Across the records below, how many lines include the word "capability"? State only the number.
-------- Provided information
//! SplitAuditor trait — the capability "given the computed split, return a
//! prose fairness review".
//!
//! Purely advisory: the narrative never mutates state, and a failed audit
//! is displayed as a fixed fallback message rather than an error.

use async_trait::async_trait;
use serde::{Deserialize, Serialize};

use crate::error::AuditError;
use crate::receipt::{ReceiptData, ReceiptItem};
use crate::settle::{PersonTotal, Settlement};

/// Everything the auditor gets to see: receipt totals plus the computed
/// breakdown. A value snapshot, so the session can release its lock while
/// the model call is in flight.
#[derive(Debug, Clone, Serialize, Deserialize)]
pub struct AuditRequest {
    pub currency: String,
    pub subtotal: f64,
    pub tax: f64,
    pub tip: f64,
    pub total: f64,
    pub people: Vec<PersonTotal>,
    pub unassigned: Vec<ReceiptItem>,
}

impl AuditRequest {
    pub fn new(receipt: &ReceiptData, settlement: &Settlement) -> Self {
        Self {
            currency: receipt.currency.clone(),
            subtotal: receipt.subtotal,
            tax: receipt.tax,
            tip: receipt.tip,
            total: receipt.total,
            people: settlement.people.clone(),
            unassigned: settlement.unassigned.clone(),
        }
    }
}

/// The audit capability. Returns a markdown report.
#[async_trait]
pub trait SplitAuditor: Send + Sync {
    /// A human-readable name for this backend.
    fn name(&self) -> &str;

    /// Review the split for fairness.
    async fn audit(&self, request: &AuditRequest) -> std::result::Result<String, AuditError>;
}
----------------
* [Response to this task]: 2